MCP server that gives vision to any text-only LLM — 100% local, no API bills. Gemma 4 E2B (LiteRT) for vision + SDXL-Turbo for image gen
blind-vision-mcp
Give vision to any text-only LLM — 100% local, no API costs, your privacy intact.
Why this exists
I use DeepSeek v4 Flash — an incredible text model. But it's blind. It can't see screenshots, images, or UI layouts.
I was tired of:
- Paying $20-200/month for vision-capable APIs (GPT-4 Vision, Claude)
- Sending sensitive screenshots to the cloud
- Context switching between coding and describing images manually
So I built blind-vision-mcp: an MCP server that sits between your text LLM and your desktop, letting it "see" through an on-device vision model — Google's Gemma 4 E2B running via LiteRT.
My specific use case
I control an Android emulator that takes screenshots of the device. DeepSeek v4 Flash reads those screenshots via blind-vision-mcp and tells the emulator what to do next. It works like this:
Emulator takes screenshot → blind-vision-mcp analyzes it with Gemma 4 →
DeepSeek reads the description → decides next action → ADB command
All of this happens locally, privately, and without paying per-token API fees.
What it does
| Capability | Status | Model | |-----------|--------|-------| | 👁️ Image analysis | ✅ Stable | Gemma 4 E2B via LiteRT (~2.6 GB VRAM) | | 🔄 Image comparison | ✅ Stable | Gemma 4 E2B via LiteRT | | 🎨 Image generation | ✅ Stable | SDXL-Turbo (fp16, ~7 GB VRAM, no HF token needed) | | ✏️ Image editing | 🧪 In development | Coming soon |
Key features
- No API keys needed for vision — runs 100% on your GPU
- ~2.6 GB VRAM for vision (not 10+ GB like other solutions)
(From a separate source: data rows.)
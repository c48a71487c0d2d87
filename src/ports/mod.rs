//! Ports layer: Trait definitions for external operations.
//!
//! Following Hexagonal Architecture, these traits define the boundaries
//! between the mechanisms and the random sources that feed them.

mod noise;

pub use noise::{DpError, NoiseSource, SourceKind};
- GPU-first — falls back to CPU if GPU fails
- Google LiteRT — same stack powering Gemini Nano on Android
- Macro-friendly — perfect for automating emulators, browsers, UIs
- Works with any MCP client — OpenCode, Claude Desktop, Cursor, Cline
Quick Start
# 1. Prerequisites
curl -LsSf https://astral.sh/uv/install.sh | sh
# 2. Clone and install
git clone https://github.com/alexjm19/blind-vision-mcp.git
cd blind-vision-mcp
uv sync
# 3. Import the vision model (one-time, downloads ~2.6 GB)
litert-lm import \
--from-huggingface-repo litert-community/gemma-4-E2B-it-litert-lm \
gemma-4-E2B-it.litertlm \
gemma4-vision
# 4. Start the server
uv run blind-vision-mcp
For image generation/editing: Create a
.envfile with your HF token:HF_TOKEN=hf_your_token_hereThen accept terms at https://huggingface.co/black-forest-labs/FLUX.1-schnell
Configuration for OpenCode
Add to your opencode.json:
{
"mcpServers": {
"blind-vision-mcp": {
"command": "uv",
"args": [
"run",
"--directory",
"/path/to/blind-vision-mcp",
"blind-vision-mcp"
]
}
}
}
Self-Configuration Prompt
Give this prompt to any LLM to have it configure itself to use blind-vision-mcp:
To give yourself vision capabilities, I have installed **blind-vision-mcp** on this machine.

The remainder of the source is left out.